Controlling electrons in a whole new way
Greg Fuchs has found a way to make electrons do just what he wants them to do, (within reason, of course). Other researchers in other places have managed to exert control over electrons before, but very few have done so using the tool Fuchs and his team used: sound waves. In the specialized field of diamond spin control research, his group is the first to accomplish the feat.
“One of the exciting things about controlling electron spins mechanically,” says Fuchs, “is that it helps us understand how a quantum system can interact with something we normally think about as non-quantum. Fuchs’ work at Cornell could have a large role to play in future quantum information processors, magnetic field sensors, and inertial motion sensors. But for now the thrill of this line of research for Fuchs comes from playing a part in advancing our fundamental understanding of spin physics.
Fuchs, assistant professor and a Rebecca Q. and James C. Morgan Sesquicentennial Faculty Fellow at Cornell’s Department of Applied and Engineering Physics, has not spent all of his adult years as a researcher at a world class school of engineering. Before getting his masters and his doctorate in applied physics from Cornell, Fuchs was a high school science teacher. “But then I had the chance to participate in a summer lab experience at the University of Minnesota and it reminded me of how much I love doing research,” says Fuchs during a recent conversation in his Clark Hall office. “But you can’t just turn your career on a dime, so I continued teaching one more year as I took the GRE, got recommendation letters organized, got my transcripts together, and applied to schools.”
Fuchs was accepted at several schools and then visited them one by one. “Cornell was the last place I visited,” says Fuchs. “The Cornell Nanoscale Science and Technology Facility (CNF) and other facilities just blew me away. I knew as I walked around and met people that I could cross all the other places off my list. Cornell is a great institution.” After earning his Ph.D. from Cornell in 2007, Fuchs was a postdoctoral associate at the University of California, Santa Barbara for four years. He then came to Cornell in 2011 and joined the faculty of the School of Applied and Engineering Physics.
As Fuchs talks about his work at Cornell, it quickly becomes clear that his interests are not limited to controlling electron spins with sound waves. “In fact, I have yet to find a research topic I’m not interested in, once I scratch the surface,” says Fuchs. Fuchs’ curiosity and broad interests have earned him a remarkable number of Early Career awards. He has received a Young Investigator Award from the Air Force Office of Scientific Research, an Early Faculty Career Award from the National Science Foundation (NSF), a Presidential Early Career Award for Scientists and Engineers from the Department of Defense, and an Early Career Award from the Department of Energy.
Impressive as this record of awards may sound, Fuchs himself plays down the honor. “These Young Investigator-type awards are based on proposals, not on a track record of independent results,” says Fuchs. “Of course, I am happy to get them because they support my research, but they don’t mean as much if I don’t come through with some results.”
Coming through with results does not seem to be a problem for Fuchs.
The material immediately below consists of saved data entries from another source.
//! # plasma-api — HTTP Request Layer for the Child Chain
//!
//! A thin axum layer over [`plasma_chain::ChildChain`]. Handlers decode
//! requests, call one engine operation, and map [`plasma_core::PlasmaError`]
//! onto HTTP statuses and numeric codes through [`error::AppError`].
//!
//! ## API Surface
//!
//! | Route                     | Method | Operation                         |
//! |---------------------------|--------|-----------------------------------|
//! | `/ping`                   | GET    | liveness for clients              |
//! | `/blocks/{num}`           | GET    | sealed block summary              |
//! | `/blocks`                 | POST   | seal open block / deposit block   |
//! | `/txes`                   | POST   | submit tx to the mempool          |
//! | `/txes/{pos}`             | GET    | tx lookup                         |
//! | `/txes/{pos}/proof`       | GET    | Merkle membership proof           |
//! | `/txins/{pos}`            | PUT    | attach confirmation signature     |
//! | `/metrics`                | GET    | request and block counters        |
//!
//! ## Middleware Stack (execution order)
//!
//! ```text
//! TraceLayer → MetricsMiddleware → Handler
//! ```

#![deny(missing_docs)]

pub mod config;
pub mod error;
pub mod extractors;
pub mod middleware;
pub mod routes;
pub mod state;

use axum::middleware::from_fn;
use axum::routing::get;
use axum::{Extension, Json, Router};
use tower_http::trace::TraceLayer;

use crate::middleware::metrics::{ApiMetrics, MetricsSnapshot};
use crate::state::AppState;

/// Assemble the application router with fresh metrics.
pub fn app(state: AppState) -> Router {
    app_with_metrics(state, ApiMetrics::new())
}

/// Assemble the application router, recording into `metrics`.
///
/// Health probes (`/health/*`) sit outside the metrics middleware.
pub fn app_with_metrics(state: AppState, metrics: ApiMetrics) -> Router {
    let api = routes::router()
        .route("/metrics", get(metrics_snapshot))
        .layer(from_fn(middleware::metrics::metrics_middleware))
        .layer(TraceLayer::new_for_http())
        .layer(Extension(metrics))
        .with_state(state);

    let health = Router::new()
        .route("/health/liveness", get(liveness))
        .route("/health/readiness", get(readiness));

    Router::new().merge(health).merge(api)
}

async fn metrics_snapshot(Extension(metrics): Extension<ApiMetrics>) -> Json<MetricsSnapshot> {
    Json(metrics.snapshot())
}

/// Liveness probe.
async fn liveness() -> &'static str {
    "ok"
}

/// Readiness probe.
async fn readiness() -> &'static str {
    "ready"
}
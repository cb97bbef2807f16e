//! # Operator Configuration
//!
//! Loaded from a JSON file (default `config.json`). The `PORT`,
//! `OPERATOR_PRIVATE_KEY` and `DB_PATH` environment variables override file
//! values. Without a `db_path` the ledger lives in memory only.
//!
//! ```json
//! {
//!   "port": 1323,
//!   "operator_private_key": "0x4c08...",
//!   "max_txes_per_block": 65536,
//!   "db_path": "/var/lib/plasma/db"
//! }
//! ```

use std::path::{Path, PathBuf};
use std::sync::Arc;

use serde::Deserialize;
use thiserror::Error;

use plasma_chain::{ChainConfig, KvStore, MemoryStore, SledStore};
use plasma_core::{StoreError, MERKLE_CAPACITY};
use plasma_crypto::Account;

/// Config file read when `--conf` is not given.
pub const DEFAULT_CONFIG_PATH: &str = "config.json";
/// Port used when neither the file nor `PORT` sets one.
pub const DEFAULT_PORT: u16 = 1323;

/// Error loading the operator configuration.
#[derive(Error, Debug)]
pub enum ConfigError {
    /// The config file could not be read.
    #[error("failed to read config {}: {source}", path.display())]
    Read {
        /// File that was read.
        path: PathBuf,
        /// Underlying I/O error.
        source: std::io::Error,
    },

    /// The config file is not valid JSON for [`AppConfig`].
    #[error("failed to parse config {}: {source}", path.display())]
    Parse {
        /// File that was parsed.
        path: PathBuf,
        /// Underlying JSON error.
        source: serde_json::Error,
    },

    /// An environment override could not be parsed.
    #[error("invalid {var}: {reason}")]
    Env {
        /// Variable name.
        var: &'static str,
        /// Why the value was rejected.
        reason: String,
    },

    /// No operator key in the file or the environment.
    #[error("operator private key is not set")]
    MissingOperatorKey,

    /// The operator key is not a valid secp256k1 secret.
    #[error("invalid operator private key: {0}")]
    OperatorKey(String),
}

/// Operator settings.
#[derive(Clone, Deserialize)]
pub struct AppConfig {
    /// Port to bind the HTTP server to.
    #[serde(default = "default_port")]
    pub port: u16,
    /// Hex secp256k1 secret key of the operator. Never logged.
    #[serde(default)]
    pub operator_private_key: String,
    /// Per-block transaction limit passed to the engine.
    #[serde(default = "default_max_txes_per_block")]
    pub max_txes_per_block: usize,
    /// Directory of the on-disk ledger store.
    #[serde(default)]
    pub db_path: Option<PathBuf>,
}

fn default_port() -> u16 {
    DEFAULT_PORT
}

fn default_max_txes_per_block() -> usize {
    MERKLE_CAPACITY
}

impl Default for AppConfig {
    fn default() -> Self {
        Self {
            port: DEFAULT_PORT,
            operator_private_key: String::new(),
            max_txes_per_block: MERKLE_CAPACITY,
            db_path: None,
        }
    }
}

impl std::fmt::Debug for AppConfig {
    fn fmt(&self, f: &mut std::fmt::Formatter<'_>) -> std::fmt::Result {
        f.debug_struct("AppConfig")
            .field("port", &self.port)
            .field(
                "operator_private_key",
                &(!self.operator_private_key.is_empty()).then_some("[REDACTED]"),
            )
            .field("max_txes_per_block", &self.max_txes_per_block)
            .field("db_path", &self.db_path)
            .finish()
    }
}

impl AppConfig {
    /// Parse the JSON file at `path`.
    pub fn from_file(path: &Path) -> Result<Self, ConfigError> {
        let text = std::fs::read_to_string(path).map_err(|source| ConfigError::Read {
            path: path.to_path_buf(),
            source,
        })?;
        serde_json::from_str(&text).map_err(|source| ConfigError::Parse {
            path: path.to_path_buf(),
            source,
        })
    }

    /// Load `path`, then apply environment overrides.
    pub fn load(path: &Path) -> Result<Self, ConfigError> {
        let mut config = Self::from_file(path)?;
        config.apply_overrides(
            std::env::var("PORT").ok(),
            std::env::var("OPERATOR_PRIVATE_KEY").ok(),
            std::env::var("DB_PATH").ok(),
        )?;
        Ok(config)
    }

    /// Override file values with the given environment values.
    pub fn apply_overrides(
        &mut self,
        port: Option<String>,
        operator_private_key: Option<String>,
        db_path: Option<String>,
    ) -> Result<(), ConfigError> {
        if let Some(port) = port {
            self.port = port.trim().parse().map_err(|e| ConfigError::Env {
                var: "PORT",
                reason: format!("{e}"),
            })?;
        }
        if let Some(key) = operator_private_key {
            self.operator_private_key = key;
        }
        if let Some(path) = db_path.filter(|p| !p.trim().is_empty()) {
            self.db_path = Some(PathBuf::from(path.trim()));
        }
        Ok(())
    }

    /// The operator account for the configured key.
    pub fn operator(&self) -> Result<Account, ConfigError> {
        if self.operator_private_key.trim().is_empty() {
            return Err(ConfigError::MissingOperatorKey);
        }
        Account::from_hex(self.operator_private_key.trim())
            .map_err(|e| ConfigError::OperatorKey(e.to_string()))
    }

    /// The ledger store: on disk at `db_path`, in memory otherwise.
    pub fn open_store(&self) -> Result<Arc<dyn KvStore>, StoreError> {
        match &self.db_path {
            Some(path) => Ok(Arc::new(SledStore::open(path)?)),
            None => {
                tracing::warn!("no db_path configured; ledger state will not survive a restart");
                Ok(Arc::new(MemoryStore::new()))
            }
        }
    }

    /// Engine settings derived from this configuration.
    pub fn chain_config(&self) -> ChainConfig {
        ChainConfig {
            max_txes_per_block: self.max_txes_per_block,
        }
    }
}
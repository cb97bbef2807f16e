//! # Digests — 32-Byte SHA-256 Hashes
//!
//! Defines `Digest32`, the hash type for transactions, blocks, confirmation
//! messages and Merkle roots.
//!
//! ## Security Invariant
//!
//! `Digest32` values for ledger objects can only be computed from
//! `CanonicalBytes`, ensuring that every hash an on-chain verifier checks was
//! produced from the canonical encoding. This is enforced by the function
//! signature of [`sha256_digest()`].

use serde::{Deserialize, Deserializer, Serialize, Serializer};
use sha2::{Digest, Sha256};

use crate::canonical::{decode_hex, Canonical, CanonicalBytes, CanonicalWriter};
use crate::error::CodecError;

/// A 32-byte digest.
///
/// Serializes as a `0x`-prefixed lowercase hex string.
#[derive(Clone, Copy, PartialEq, Eq, Hash, PartialOrd, Ord, Default)]
pub struct Digest32(pub [u8; 32]);

impl Digest32 {
    /// The all-zero digest.
    pub const ZERO: Self = Self([0u8; 32]);

    /// Create a digest from raw bytes.
    pub fn from_bytes(bytes: [u8; 32]) -> Self {
        Self(bytes)
    }

    /// Return the raw 32 bytes.
    pub fn as_bytes(&self) -> &[u8; 32] {
        &self.0
    }

    /// Render as lowercase hex without prefix.
    pub fn to_hex(&self) -> String {
        hex::encode(self.0)
    }

    /// Parse from 64 hex chars, with or without `0x`.
    pub fn from_hex(text: &str) -> Result<Self, CodecError> {
        let bytes = decode_hex(text)?;
        let arr: [u8; 32] = bytes.as_slice().try_into().map_err(|_| CodecError::InvalidField {
            field: "digest",
            reason: format!("expected 32 bytes, got {}", bytes.len()),
        })?;
        Ok(Self(arr))
    }
}

impl Canonical for Digest32 {
    fn write_canonical(&self, w: &mut CanonicalWriter) {
        w.put_bytes(&self.0);
    }
}

impl std::fmt::Debug for Digest32 {
    fn fmt(&self, f: &mut std::fmt::Formatter<'_>) -> std::fmt::Result {
        write!(f, "Digest32(0x{})", self.to_hex())
    }
}

impl std::fmt::Display for Digest32 {
    fn fmt(&self, f: &mut std::fmt::Formatter<'_>) -> std::fmt::Result {
        write!(f, "0x{}", self.to_hex())
    }
}

impl Serialize for Digest32 {
    fn serialize<S: Serializer>(&self, serializer: S) -> Result<S::Ok, S::Error> {
        serializer.serialize_str(&self.to_string())
    }
}

impl<'de> Deserialize<'de> for Digest32 {
    fn deserialize<D: Deserializer<'de>>(deserializer: D) -> Result<Self, D::Error> {
        let text = String::deserialize(deserializer)?;
        Self::from_hex(&text).map_err(serde::de::Error::custom)
    }
}

/// Compute the SHA-256 digest of canonical bytes.
pub fn sha256_digest(data: &CanonicalBytes) -> Digest32 {
    let hash = Sha256::digest(data.as_bytes());
    let mut bytes = [0u8; 32];
    bytes.copy_from_slice(&hash);
    Digest32(bytes)
}

/// Compute SHA-256 over a domain tag followed by canonical bytes.
///
/// Used where two digests over the same value must never collide, e.g. the
/// transaction hash and the confirmation message.
pub fn sha256_tagged(tag: &[u8], data: &CanonicalBytes) -> Digest32 {
    let mut hasher = Sha256::new();
    hasher.update(tag);
    hasher.update(data.as_bytes());
    let mut bytes = [0u8; 32];
    bytes.copy_from_slice(&hasher.finalize());
    Digest32(bytes)
}

#[cfg(test)]
mod tests {
    use super::*;

    struct Raw(&'static [u8]);

    impl Canonical for Raw {
        fn write_canonical(&self, w: &mut CanonicalWriter) {
            w.put_bytes(self.0);
        }
    }

    #[test]
    fn test_known_sha256_vector() {
        // SHA-256 of the empty string.
        let d = sha256_digest(&CanonicalBytes::new(&Raw(b"")));
        assert_eq!(
            d.to_hex(),
            "e3b0c44298fc1c149afbf4c8996fb92427ae41e4649b934ca495991b7852b855"
        );
    }

    #[test]
    fn test_tagged_differs_from_plain() {
        let cb = CanonicalBytes::new(&Raw(b"abc"));
        assert_ne!(sha256_digest(&cb), sha256_tagged(b"tag", &cb));
        assert_eq!(sha256_tagged(b"tag", &cb), sha256_tagged(b"tag", &cb));
    }

    #[test]
    fn test_hex_roundtrip_and_display() {
        let d = sha256_digest(&CanonicalBytes::new(&Raw(b"x")));
        let shown = d.to_string();
        assert!(shown.starts_with("0x"));
        assert_eq!(shown.len(), 66);
        assert_eq!(Digest32::from_hex(&shown).unwrap(), d);
        assert!(Digest32::from_hex("0xabcd").is_err());
    }

    #[test]
    fn test_serde_as_hex_string() {
        let d = Digest32([7u8; 32]);
        let json = serde_json::to_string(&d).unwrap();
        assert_eq!(json.len(), 66 + 2);
        let back: Digest32 = serde_json::from_str(&json).unwrap();
        assert_eq!(back, d);
    }
}
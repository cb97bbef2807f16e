//! # Router Tests for plasma-api
//!
//! Drive the full router with `oneshot`: health probes, the block and tx
//! lifecycle, root publication, error codes, and request metrics.

use std::sync::Arc;

use axum::body::Body;
use axum::http::{Request, StatusCode};
use http_body_util::BodyExt;
use serde_json::{json, Value};
use tower::ServiceExt;

use plasma_api::middleware::metrics::ApiMetrics;
use plasma_api::state::AppState;
use plasma_chain::{ChainConfig, ChildChain, MemoryStore, Tx, TxIn, TxOut};
use plasma_core::{decode_hex, Address, Digest32, Position};
use plasma_crypto::{verify_membership, Account};
use plasma_rootchain::{DepositWatcher, MemoryRootChain};

struct TestNode {
    chain: Arc<ChildChain>,
    root: Arc<MemoryRootChain>,
    operator: Arc<Account>,
    metrics: ApiMetrics,
}

impl TestNode {
    fn new() -> Self {
        let operator = Arc::new(Account::generate());
        Self {
            chain: Arc::new(
                ChildChain::open(Arc::new(MemoryStore::new()), ChainConfig::default()).unwrap(),
            ),
            root: Arc::new(MemoryRootChain::new(operator.address())),
            operator,
            metrics: ApiMetrics::new(),
        }
    }

    fn app(&self) -> axum::Router {
        let state = AppState::new(
            Arc::clone(&self.chain),
            Arc::clone(&self.operator),
            self.root.clone(),
        );
        plasma_api::app_with_metrics(state, self.metrics.clone())
    }

    /// Deposit on the root chain and apply the event, as the watcher would.
    fn deposit(&self, owner: Address, amount: u64) -> u64 {
        let event = self.root.deposit(owner, amount);
        DepositWatcher::new(Arc::clone(&self.chain), Arc::clone(&self.operator))
            .handle_event(&event)
            .unwrap()
    }

    async fn send(&self, request: Request<Body>) -> (StatusCode, String) {
        let response = self.app().oneshot(request).await.unwrap();
        let status = response.status();
        (status, body_string(response).await)
    }

    async fn get(&self, uri: &str) -> (StatusCode, Value) {
        let (status, body) = self
            .send(Request::builder().uri(uri).body(Body::empty()).unwrap())
            .await;
        (status, serde_json::from_str(&body).unwrap())
    }

    async fn send_json(&self, method: &str, uri: &str, body: Value) -> (StatusCode, Value) {
        let (status, body) = self
            .send(
                Request::builder()
                    .method(method)
                    .uri(uri)
                    .header("content-type", "application/json")
                    .body(Body::from(body.to_string()))
                    .unwrap(),
            )
            .await;
        (status, serde_json::from_str(&body).unwrap())
    }

    async fn seal(&self) -> (StatusCode, Value) {
        let (status, body) = self
            .send(
                Request::builder()
                    .method("POST")
                    .uri("/blocks")
                    .body(Body::empty())
                    .unwrap(),
            )
            .await;
        (status, serde_json::from_str(&body).unwrap())
    }
}

/// Helper: read response body as string.
async fn body_string(response: axum::http::Response<Body>) -> String {
    let bytes = response.into_body().collect().await.unwrap().to_bytes();
    String::from_utf8(bytes.to_vec()).unwrap()
}

fn error_code(body: &Value) -> u64 {
    body["error"]["code"].as_u64().unwrap()
}

fn spend(owner: &Account, block: u64, to: Address, amount: u64) -> Tx {
    let mut tx = Tx::new(
        [TxIn::new(block, 0, 0), TxIn::null()],
        [TxOut::new(to, amount), TxOut::null()],
    );
    tx.sign(0, owner).unwrap();
    tx
}

// -- Health Probes ------------------------------------------------------------

#[tokio::test]
async fn health_probes_and_ping() {
    let node = TestNode::new();
    for (uri, expected) in [
        ("/health/liveness", "ok"),
        ("/health/readiness", "ready"),
        ("/ping", "pong"),
    ] {
        let (status, body) = node
            .send(Request::builder().uri(uri).body(Body::empty()).unwrap())
            .await;
        assert_eq!(status, StatusCode::OK);
        assert_eq!(body, expected);
    }
}

// -- Block and Tx Lifecycle ---------------------------------------------------

#[tokio::test]
async fn submit_seal_prove_confirm() {
    let node = TestNode::new();
    let alice = Account::generate();
    let bob = Address([0xbb; 20]);
    assert_eq!(node.deposit(alice.address(), 100), 1);

    // Submit.
    let tx = spend(&alice, 1, bob, 100);
    let (status, body) = node
        .send_json("POST", "/txes", json!({ "tx": tx.encode().to_hex() }))
        .await;
    assert_eq!(status, StatusCode::CREATED);
    let pos = Position::tx(2, 0).unwrap();
    assert_eq!(body["pos"], pos.as_u64());
    assert_eq!(body["hash"], tx.hash().to_string());

    // Seal and publish.
    let (status, summary) = node.seal().await;
    assert_eq!(status, StatusCode::CREATED);
    assert_eq!(summary["num"], 2);
    assert_eq!(summary["txes"][0], tx.hash().to_string());
    let root = node.chain.get_block(2).unwrap().merkle_root().unwrap();
    assert_eq!(node.root.committed_roots(), vec![(2, root)]);

    // Lookup.
    let (status, body) = node.get(&format!("/txes/{pos}")).await;
    assert_eq!(status, StatusCode::OK);
    assert_eq!(body["tx"], tx.encode().to_hex());

    let (status, body) = node.get("/blocks/2").await;
    assert_eq!(status, StatusCode::OK);
    assert_eq!(body, summary);

    // Proof.
    let (status, body) = node.get(&format!("/txes/{pos}/proof")).await;
    assert_eq!(status, StatusCode::OK);
    assert_eq!(body["root"], root.to_string());
    let proof = decode_hex(body["proof"].as_str().unwrap()).unwrap();
    assert_eq!(proof.len(), 16 * 32);
    assert!(verify_membership(&root, &tx.merkle_leaf(), 0, &proof));

    // Confirm.
    let confsig = alice.sign(&tx.confirmation_digest()).unwrap();
    let input = Position::input(2, 0, 0).unwrap();
    let (status, body) = node
        .send_json(
            "PUT",
            &format!("/txins/{input}"),
            json!({ "confsig": confsig.to_hex() }),
        )
        .await;
    assert_eq!(status, StatusCode::OK);
    let stored = Tx::decode(&decode_hex(body["tx"].as_str().unwrap()).unwrap()).unwrap();
    assert_eq!(stored.inputs()[0].confirmation_signature, confsig);
    // Confirmation does not move the committed root.
    assert_eq!(node.chain.get_block(2).unwrap().merkle_root().unwrap(), root);
}

#[tokio::test]
async fn deposit_block_by_request() {
    let node = TestNode::new();
    let owner = Address([0x11; 20]);
    let (status, summary) = node
        .send_json(
            "POST",
            "/blocks",
            json!({ "type": "deposit", "owner": owner.to_hex(), "amount": 5 }),
        )
        .await;
    assert_eq!(status, StatusCode::CREATED);
    assert_eq!(summary["num"], 1);
    let tx = node.chain.get_tx(Position::tx(1, 0).unwrap()).unwrap();
    assert!(tx.is_deposit());
    assert_eq!(tx.outputs()[0], TxOut::new(owner, 5));
    assert!(node.root.committed_roots().is_empty());
    assert_eq!(node.metrics.snapshot().deposit_blocks, 1);
}

// -- Error Mapping ------------------------------------------------------------

#[tokio::test]
async fn malformed_path_is_20001() {
    let node = TestNode::new();
    let (status, body) = node.get("/blocks/latest").await;
    assert_eq!(status, StatusCode::BAD_REQUEST);
    assert_eq!(error_code(&body), 20001);
    assert_eq!(body["error"]["message"], "'num' is invalid");

    let (status, body) = node.get("/txes/-1").await;
    assert_eq!(status, StatusCode::BAD_REQUEST);
    assert_eq!(error_code(&body), 20001);
}

#[tokio::test]
async fn unknown_block_and_tx_are_not_found() {
    let node = TestNode::new();
    let (status, body) = node.get("/blocks/9").await;
    assert_eq!(status, StatusCode::NOT_FOUND);
    assert_eq!(error_code(&body), 11001);
    assert_eq!(body["error"]["kind"], "NOT_FOUND");

    let (status, body) = node.get(&format!("/txes/{}", Position::tx(9, 0).unwrap())).await;
    assert_eq!(status, StatusCode::NOT_FOUND);
    assert_eq!(error_code(&body), 11003);

    let (status, body) = node
        .get(&format!("/txes/{}/proof", Position::tx(9, 0).unwrap()))
        .await;
    assert_eq!(status, StatusCode::NOT_FOUND);
    assert_eq!(error_code(&body), 11003);
}

#[tokio::test]
async fn sealing_empty_block_is_conflict() {
    let node = TestNode::new();
    let (status, body) = node.seal().await;
    assert_eq!(status, StatusCode::CONFLICT);
    assert_eq!(error_code(&body), 11002);
    assert!(node.root.committed_roots().is_empty());
}

#[tokio::test]
async fn body_parameter_errors_are_20002() {
    let node = TestNode::new();

    let (status, body) = node.send_json("POST", "/txes", json!({})).await;
    assert_eq!(status, StatusCode::BAD_REQUEST);
    assert_eq!(error_code(&body), 20002);
    assert_eq!(body["error"]["message"], "'tx' is required");

    let (status, body) = node.send_json("POST", "/txes", json!({ "tx": "0xnothex" })).await;
    assert_eq!(status, StatusCode::BAD_REQUEST);
    assert_eq!(body["error"]["message"], "'tx' is invalid");

    let (status, body) = node
        .send_json("POST", "/blocks", json!({ "type": "deposit", "amount": 1 }))
        .await;
    assert_eq!(status, StatusCode::BAD_REQUEST);
    assert_eq!(body["error"]["message"], "'owner' is required");

    let (status, body) = node
        .send_json("POST", "/blocks", json!({ "type": "withdraw" }))
        .await;
    assert_eq!(status, StatusCode::BAD_REQUEST);
    assert_eq!(body["error"]["message"], "'type' is invalid");

    let (status, body) = node
        .send(
            Request::builder()
                .method("POST")
                .uri("/txes")
                .header("content-type", "application/json")
                .body(Body::from("{"))
                .unwrap(),
        )
        .await;
    assert_eq!(status, StatusCode::BAD_REQUEST);
    let body: Value = serde_json::from_str(&body).unwrap();
    assert_eq!(error_code(&body), 20002);
}

#[tokio::test]
async fn double_spend_is_11010() {
    let node = TestNode::new();
    let alice = Account::generate();
    node.deposit(alice.address(), 10);

    let first = spend(&alice, 1, Address([1; 20]), 10);
    let (status, _) = node
        .send_json("POST", "/txes", json!({ "tx": first.encode().to_hex() }))
        .await;
    assert_eq!(status, StatusCode::CREATED);

    let second = spend(&alice, 1, Address([2; 20]), 10);
    let (status, body) = node
        .send_json("POST", "/txes", json!({ "tx": second.encode().to_hex() }))
        .await;
    assert_eq!(status, StatusCode::CONFLICT);
    assert_eq!(error_code(&body), 11010);
    assert_eq!(node.chain.open_block_len(), 1);
}

#[tokio::test]
async fn forged_signature_and_overspend() {
    let node = TestNode::new();
    let alice = Account::generate();
    let mallory = Account::generate();
    node.deposit(alice.address(), 10);

    let forged = spend(&mallory, 1, mallory.address(), 10);
    let (status, body) = node
        .send_json("POST", "/txes", json!({ "tx": forged.encode().to_hex() }))
        .await;
    assert_eq!(status, StatusCode::FORBIDDEN);
    assert_eq!(error_code(&body), 11004);

    let greedy = spend(&alice, 1, alice.address(), 11);
    let (status, body) = node
        .send_json("POST", "/txes", json!({ "tx": greedy.encode().to_hex() }))
        .await;
    assert_eq!(status, StatusCode::CONFLICT);
    assert_eq!(error_code(&body), 11006);
}

#[tokio::test]
async fn confirmation_errors() {
    let node = TestNode::new();
    let alice = Account::generate();
    node.deposit(alice.address(), 10);
    let tx = spend(&alice, 1, Address([3; 20]), 10);
    node.chain.add_tx_to_mempool(tx.clone()).unwrap();
    node.chain.add_block(&node.operator).unwrap();

    // Null second input.
    let confsig = alice.sign(&tx.confirmation_digest()).unwrap();
    let (status, body) = node
        .send_json(
            "PUT",
            &format!("/txins/{}", Position::input(2, 0, 1).unwrap()),
            json!({ "confsig": confsig.to_hex() }),
        )
        .await;
    assert_eq!(status, StatusCode::BAD_REQUEST);
    assert_eq!(error_code(&body), 11009);

    // Signed by someone other than the spent output's owner.
    let wrong = Account::generate()
        .sign(&tx.confirmation_digest())
        .unwrap();
    let (status, body) = node
        .send_json(
            "PUT",
            &format!("/txins/{}", Position::input(2, 0, 0).unwrap()),
            json!({ "confsig": wrong.to_hex() }),
        )
        .await;
    assert_eq!(status, StatusCode::FORBIDDEN);
    assert_eq!(error_code(&body), 11005);

    let (status, body) = node
        .send_json(
            "PUT",
            &format!("/txins/{}", Position::input(2, 0, 0).unwrap()),
            json!({}),
        )
        .await;
    assert_eq!(status, StatusCode::BAD_REQUEST);
    assert_eq!(body["error"]["message"], "'confsig' is required");
}

#[tokio::test]
async fn block_limit_reports_limit() {
    let operator = Arc::new(Account::generate());
    let chain = Arc::new(
        ChildChain::open(
            Arc::new(MemoryStore::new()),
            ChainConfig {
                max_txes_per_block: 1,
            },
        )
        .unwrap(),
    );
    let root = Arc::new(MemoryRootChain::new(operator.address()));
    let alice = Account::generate();
    chain.add_deposit_block(alice.address(), 5, &operator).unwrap();
    chain.add_deposit_block(alice.address(), 5, &operator).unwrap();
    chain
        .add_tx_to_mempool(spend(&alice, 1, alice.address(), 5))
        .unwrap();

    let app = plasma_api::app(AppState::new(chain, operator, root));
    let response = app
        .oneshot(
            Request::builder()
                .method("POST")
                .uri("/txes")
                .header("content-type", "application/json")
                .body(Body::from(
                    json!({ "tx": spend(&alice, 2, alice.address(), 5).encode().to_hex() })
                        .to_string(),
                ))
                .unwrap(),
        )
        .await
        .unwrap();
    assert_eq!(response.status(), StatusCode::CONFLICT);
    let body: Value = serde_json::from_str(&body_string(response).await).unwrap();
    assert_eq!(error_code(&body), 12001);
    assert_eq!(body["error"]["details"]["limit"], 1);
}

// -- Metrics ------------------------------------------------------------------

#[tokio::test]
async fn metrics_count_requests_and_errors() {
    let node = TestNode::new();
    let alice = Account::generate();
    node.deposit(alice.address(), 1);
    node.chain
        .add_tx_to_mempool(spend(&alice, 1, alice.address(), 1))
        .unwrap();

    node.get("/blocks/1").await;
    node.get("/blocks/77").await;
    node.seal().await;

    let (status, body) = node.get("/metrics").await;
    assert_eq!(status, StatusCode::OK);
    assert_eq!(body["requests"], 3);
    assert_eq!(body["client_errors"], 1);
    assert_eq!(body["server_errors"], 0);
    assert_eq!(body["blocks_sealed"], 1);
    assert_eq!(node.metrics.requests(), 4);
    assert_eq!(node.metrics.errors(), 1);
}

#[tokio::test]
async fn digest_fields_are_hex() {
    let node = TestNode::new();
    node.deposit(Address([7; 20]), 3);
    let (_, body) = node.get("/blocks/1").await;
    let root: Digest32 = serde_json::from_value(body["root"].clone()).unwrap();
    assert_eq!(root, node.chain.get_block(1).unwrap().merkle_root().unwrap());
    assert!(body["sig"].as_str().unwrap().starts_with("0x"));
}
His work on controlling electron spins mechanically has had a ripple effect on the research community already. “It is interesting that we can control spins, (a magnetic system), with something non-magnetic,” says Fuchs. “Many other research groups are now taking this idea and running with it.” Fuchs has also managed to integrate some of what he learned about optics during his post doc in Santa Barbara into his work at Cornell. “The spintronics group here (at Cornell) is already strong,” says Fuchs. “It didn’t make sense for me to come here and join the group if I didn’t bring something new.”
The addition of a deep familiarity with optics to the strong foundation of the spintronics group is leading to new ways to probe magnetization with nanoscale spatial resolution and picosecond time resolution. “This is exciting to me because it is hugely interesting fundamental science and at the same time it has some immediate practical applications,” says Fuchs. Developing a better understanding of the dynamics of magnetization at the nanoscale will have an effect anywhere hard drives or other magnetic memory devices are used. By learning more about magnetic behavior in nanoscale materials Fuchs and his collaborators are building the foundation upon which the next generation of computers and other advanced electronics devices will work.